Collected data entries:
= Beginning of Section =

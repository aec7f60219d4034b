//! Card configuration
//!
//! Parses and validates `card.toml` into [`CardSettings`], the resolved form
//! the sequencer and the card components use.

use chrono::{Datelike, NaiveDate};

use birthday_types::{CardConfig, CardText, Color, PaletteConfig, SoundId, TimingConfig};

use crate::error::ConfigError;
use crate::sequencer::RevealTiming;

/// Muted color for unlit candles and popped balloons (#D1D5DB)
pub const MUTED_COLOR: Color = [0xD1, 0xD5, 0xDB, 255];

/// Validated palettes
#[derive(Debug, Clone, PartialEq)]
pub struct Palette {
    pub candles: Vec<Color>,
    pub balloons: Vec<Color>,
    pub confetti: Vec<Color>,
}

/// Validated card configuration
#[derive(Debug, Clone, PartialEq)]
pub struct CardSettings {
    pub text: CardText,
    /// Human-readable date line, e.g. "September 4th"
    pub date_label: String,
    pub timing: RevealTiming,
    pub palette: Palette,
    pub default_sound: SoundId,
}

impl CardSettings {
    /// Validate a deserialized config.
    pub fn from_config(config: CardConfig) -> Result<Self, ConfigError> {
        let date = NaiveDate::parse_from_str(config.card.date.trim(), "%Y-%m-%d").map_err(
            |source| ConfigError::InvalidDate {
                value: config.card.date.clone(),
                source,
            },
        )?;

        Ok(Self {
            date_label: format_card_date(date),
            timing: resolve_timing(&config.timing)?,
            palette: resolve_palette(&config.palette)?,
            default_sound: config.default_sound,
            text: config.card,
        })
    }
}

impl Default for CardSettings {
    fn default() -> Self {
        Self {
            text: CardText::default(),
            date_label: "September 4th".to_string(),
            timing: RevealTiming::default(),
            palette: Palette {
                candles: DEFAULT_ITEM_COLORS.to_vec(),
                balloons: DEFAULT_ITEM_COLORS.to_vec(),
                confetti: DEFAULT_CONFETTI_COLORS.to_vec(),
            },
            default_sound: SoundId::default(),
        }
    }
}

const DEFAULT_ITEM_COLORS: [Color; 5] = [
    [0xFF, 0x6B, 0x6B, 255],
    [0x4E, 0xCD, 0xC4, 255],
    [0x45, 0xB7, 0xD1, 255],
    [0xFF, 0xA0, 0x7A, 255],
    [0x98, 0xD8, 0xC8, 255],
];

const DEFAULT_CONFETTI_COLORS: [Color; 7] = [
    [0xFF, 0x6B, 0x6B, 255],
    [0x4E, 0xCD, 0xC4, 255],
    [0x45, 0xB7, 0xD1, 255],
    [0xFF, 0xA0, 0x7A, 255],
    [0x98, 0xD8, 0xC8, 255],
    [0xF7, 0xDC, 0x6F, 255],
    [0xBB, 0x8F, 0xCE, 255],
];

/// Parse and validate a card TOML document.
pub fn load_card_config(source: &str) -> Result<CardSettings, ConfigError> {
    let config: CardConfig = toml::from_str(source).map_err(ConfigError::ParseToml)?;
    let settings = CardSettings::from_config(config)?;

    tracing::debug!(
        title = %settings.text.title,
        interval_ms = settings.timing.interval_ms,
        total_candles = settings.timing.total_candles,
        total_balloons = settings.timing.total_balloons,
        "Card config loaded"
    );

    Ok(settings)
}

fn resolve_timing(timing: &TimingConfig) -> Result<RevealTiming, ConfigError> {
    if timing.interval_ms == 0 {
        return Err(ConfigError::ZeroInterval);
    }
    if timing.total_candles == 0 {
        return Err(ConfigError::ZeroCount {
            field: "total_candles",
        });
    }
    if timing.total_balloons == 0 {
        return Err(ConfigError::ZeroCount {
            field: "total_balloons",
        });
    }

    Ok(RevealTiming {
        interval_ms: timing.interval_ms,
        total_candles: timing.total_candles,
        total_balloons: timing.total_balloons,
    })
}

fn resolve_palette(palette: &PaletteConfig) -> Result<Palette, ConfigError> {
    Ok(Palette {
        candles: parse_colors("candles", &palette.candles)?,
        balloons: parse_colors("balloons", &palette.balloons)?,
        confetti: parse_colors("confetti", &palette.confetti)?,
    })
}

fn parse_colors(palette: &'static str, values: &[String]) -> Result<Vec<Color>, ConfigError> {
    if values.is_empty() {
        return Err(ConfigError::EmptyPalette { palette });
    }

    values
        .iter()
        .map(|value| {
            parse_hex_color(value).ok_or_else(|| ConfigError::InvalidColor {
                palette,
                value: value.clone(),
            })
        })
        .collect()
}

/// Parse a hex color string (e.g., "#ff0000") to RGBA bytes
pub fn parse_hex_color(hex: &str) -> Option<Color> {
    let hex = hex.trim().trim_start_matches('#');
    if hex.len() != 6 || !hex.bytes().all(|b| b.is_ascii_hexdigit()) {
        return None;
    }
    let r = u8::from_str_radix(&hex[0..2], 16).ok()?;
    let g = u8::from_str_radix(&hex[2..4], 16).ok()?;
    let b = u8::from_str_radix(&hex[4..6], 16).ok()?;
    Some([r, g, b, 255])
}

/// Format a Color as a CSS hex string
pub fn color_to_hex(color: &Color) -> String {
    format!("#{:02X}{:02X}{:02X}", color[0], color[1], color[2])
}

/// "September 4th"
pub fn format_card_date(date: NaiveDate) -> String {
    let day = date.day();
    let suffix = match (day % 10, day % 100) {
        (_, 11..=13) => "th",
        (1, _) => "st",
        (2, _) => "nd",
        (3, _) => "rd",
        _ => "th",
    };
    format!("{} {}{}", date.format("%B"), day, suffix)
}

#[cfg(test)]
mod tests {
    use super::*;

    fn date(y: i32, m: u32, d: u32) -> NaiveDate {
        NaiveDate::from_ymd_opt(y, m, d).unwrap()
    }

    #[test]
    fn test_empty_document_uses_reference_card() {
        let settings = load_card_config("").unwrap();
        assert_eq!(settings, CardSettings::default());
        assert_eq!(settings.timing.interval_ms, 500);
        assert_eq!(settings.palette.confetti.len(), 7);
    }

    #[test]
    fn test_overrides() {
        let settings = load_card_config(
            r##"
default_sound = "cheering"

[card]
title = "Happy Birthday!"
date = "2025-03-22"

[timing]
interval_ms = 250
total_candles = 3

[palette]
confetti = ["#000000", "FFFFFF"]
"##,
        )
        .unwrap();

        assert_eq!(settings.text.title, "Happy Birthday!");
        assert_eq!(settings.text.subtitle, CardText::default().subtitle);
        assert_eq!(settings.date_label, "March 22nd");
        assert_eq!(
            settings.timing,
            RevealTiming {
                interval_ms: 250,
                total_candles: 3,
                total_balloons: 5
            }
        );
        assert_eq!(
            settings.palette.confetti,
            vec![[0, 0, 0, 255], [255, 255, 255, 255]]
        );
        assert_eq!(settings.default_sound, SoundId::Cheering);
    }

    #[test]
    fn test_rejects_bad_color() {
        let err = load_card_config("[palette]\ncandles = [\"#12345\"]").unwrap_err();
        assert!(matches!(
            err,
            ConfigError::InvalidColor {
                palette: "candles",
                ..
            }
        ));
    }

    #[test]
    fn test_rejects_empty_palette() {
        let err = load_card_config("[palette]\nballoons = []").unwrap_err();
        assert!(matches!(
            err,
            ConfigError::EmptyPalette {
                palette: "balloons"
            }
        ));
    }

    #[test]
    fn test_rejects_zero_timing() {
        assert!(matches!(
            load_card_config("[timing]\ninterval_ms = 0").unwrap_err(),
            ConfigError::ZeroInterval
        ));
        assert!(matches!(
            load_card_config("[timing]\ntotal_balloons = 0").unwrap_err(),
            ConfigError::ZeroCount {
                field: "total_balloons"
            }
        ));
    }

    #[test]
    fn test_rejects_bad_date_and_syntax() {
        assert!(matches!(
            load_card_config("[card]\ndate = \"September 4th\"").unwrap_err(),
            ConfigError::InvalidDate { .. }
        ));
        assert!(matches!(
            load_card_config("[timing\n").unwrap_err(),
            ConfigError::ParseToml(_)
        ));
        assert!(matches!(
            load_card_config("default_sound = \"kazoo\"").unwrap_err(),
            ConfigError::ParseToml(_)
        ));
    }

    #[test]
    fn test_format_card_date() {
        assert_eq!(format_card_date(date(2024, 9, 4)), "September 4th");
        assert_eq!(format_card_date(date(2024, 1, 1)), "January 1st");
        assert_eq!(format_card_date(date(2024, 2, 2)), "February 2nd");
        assert_eq!(format_card_date(date(2024, 5, 23)), "May 23rd");
        assert_eq!(format_card_date(date(2024, 6, 11)), "June 11th");
        assert_eq!(format_card_date(date(2024, 7, 12)), "July 12th");
        assert_eq!(format_card_date(date(2024, 8, 31)), "August 31st");
    }

    #[test]
    fn test_hex_colors() {
        assert_eq!(parse_hex_color("#FF6B6B"), Some([0xFF, 0x6B, 0x6B, 255]));
        assert_eq!(parse_hex_color("98D8C8"), Some([0x98, 0xD8, 0xC8, 255]));
        assert_eq!(parse_hex_color("#GG0000"), None);
        assert_eq!(parse_hex_color("#ééé"), None);
        assert_eq!(parse_hex_color("+F+F+F"), None);
        assert_eq!(parse_hex_color("#-1-1-1"), None);
        assert_eq!(color_to_hex(&[0xD1, 0xD5, 0xDB, 255]), "#D1D5DB");
    }
}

= End of Section =

▶ [WHAT YOU WILL DO]: Report back every line of the entries in which "Happy" occurs.

▶ [TASK OUTPUT]:
title = "Happy Birthday!"
        assert_eq!(settings.text.title, "Happy Birthday!");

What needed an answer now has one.